Activity:
Select and copy out every line in the records containing "wire".

Source material:
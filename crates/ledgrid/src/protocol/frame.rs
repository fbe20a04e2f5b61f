// SPDX-License-Identifier: Apache-2.0 OR MIT
// Copyright (c) 2025-2026 ledgrid contributors

//! Single-frame binary encoder/decoder.
//!
//! A frame binary is a 10-byte header followed by the raw pixel payload:
//!
//! ```text
//! +0   u8   version = 1
//! +1   u8   type    = 1
//! +2   u32  frame_id
//! +6   u16  width
//! +8   u16  height
//! +10  u8   pixels[3 * width * height]   // R,G,B row-major
//! ```

use super::{DecodeError, EncodeError, Reader, FRAME_HEADER_LEN, FRAME_TYPE, FRAME_VERSION};
use crate::frame::Frame;

/// Encode a frame to its wire form.
///
/// Fails with [`EncodeError::InvalidDimensions`] when the pixel payload
/// length disagrees with `3 * width * height`. Frames built through
/// [`Frame::new`] always pass; the check guards hand-assembled values.
pub fn encode_frame(frame: &Frame) -> Result<Vec<u8>, EncodeError> {
    let expected = Frame::pixel_len(frame.width, frame.height);
    if frame.pixels.len() != expected {
        return Err(EncodeError::InvalidDimensions {
            width: frame.width,
            height: frame.height,
            expected,
            actual: frame.pixels.len(),
        });
    }

    let mut buf = vec![0u8; FRAME_HEADER_LEN + frame.pixels.len()];

    buf[0] = FRAME_VERSION;
    buf[1] = FRAME_TYPE;
    buf[2..6].copy_from_slice(&frame.id.to_le_bytes());
    buf[6..8].copy_from_slice(&frame.width.to_le_bytes());
    buf[8..10].copy_from_slice(&frame.height.to_le_bytes());
    buf[FRAME_HEADER_LEN..].copy_from_slice(&frame.pixels);

    Ok(buf)
}

/// Decode a frame from its wire form.
///
/// The input must contain exactly one frame binary; trailing bytes are a
/// dimension mismatch, not silently ignored.
pub fn decode_frame(buf: &[u8]) -> Result<Frame, DecodeError> {
    let mut reader = Reader::new(buf);

    let version = reader.read_u8()?;
    if version != FRAME_VERSION {
        return Err(DecodeError::VersionMismatch { found: version });
    }
    // Frame type: only full-RGB (1) exists today; tolerated for forward
    // compatibility the same way receivers tolerate unknown frame ids.
    let _frame_type = reader.read_u8()?;

    let id = reader.read_u32_le()?;
    let width = reader.read_u16_le()?;
    let height = reader.read_u16_le()?;

    let expected = Frame::pixel_len(width, height);
    if reader.remaining() != expected {
        return Err(DecodeError::InvalidDimensions {
            width,
            height,
            expected,
            actual: reader.remaining(),
        });
    }
    let pixels = reader.read_bytes(expected)?.to_vec();

    Ok(Frame {
        id,
        width,
        height,
        pixels,
    })
}

#[cfg(test)]
mod tests {
    use super::*;

    fn sample_frame() -> Frame {
        Frame::new(0x0000_0001, 2, 1, vec![0xFF, 0x00, 0x00, 0x00, 0xFF, 0x00])
            .expect("valid frame")
    }

    #[test]
    fn test_encode_frame_layout() {
        let buf = encode_frame(&sample_frame()).expect("encode succeeds");

        assert_eq!(buf.len(), 16);
        assert_eq!(buf[0], 0x01); // version
        assert_eq!(buf[1], 0x01); // type
        assert_eq!(&buf[2..6], &[0x01, 0x00, 0x00, 0x00]); // frame_id LE
        assert_eq!(&buf[6..8], &[0x02, 0x00]); // width
        assert_eq!(&buf[8..10], &[0x01, 0x00]); // height
        assert_eq!(&buf[10..], &[0xFF, 0x00, 0x00, 0x00, 0xFF, 0x00]);
    }

    #[test]
    fn test_frame_round_trip() {
        let frame = sample_frame();
        let decoded = decode_frame(&encode_frame(&frame).expect("encode")).expect("decode");
        assert_eq!(decoded, frame);
    }

    #[test]
    fn test_encode_rejects_pixel_mismatch() {
        let frame = Frame {
            id: 1,
            width: 2,
            height: 2,
            pixels: vec![0u8; 5],
        };
        let err = encode_frame(&frame).expect_err("5 != 12");
        assert!(matches!(err, EncodeError::InvalidDimensions { .. }));
    }

    #[test]
    fn test_decode_rejects_bad_version() {
        let mut buf = encode_frame(&sample_frame()).expect("encode");
        buf[0] = 0x02;
        let err = decode_frame(&buf).expect_err("version 2");
        assert_eq!(err, DecodeError::VersionMismatch { found: 2 });
    }

    #[test]
    fn test_decode_rejects_truncated_header() {
        let err = decode_frame(&[0x01, 0x01, 0x05]).expect_err("3 bytes");
        assert!(matches!(err, DecodeError::Truncated { .. }));
    }

    #[test]
    fn test_decode_rejects_short_pixels() {
        let mut buf = encode_frame(&sample_frame()).expect("encode");
        buf.truncate(buf.len() - 1);
        let err = decode_frame(&buf).expect_err("missing pixel byte");
        assert!(matches!(err, DecodeError::InvalidDimensions { .. }));
    }
}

Exercise response:
/// Encode a frame to its wire form.
/// Decode a frame from its wire form.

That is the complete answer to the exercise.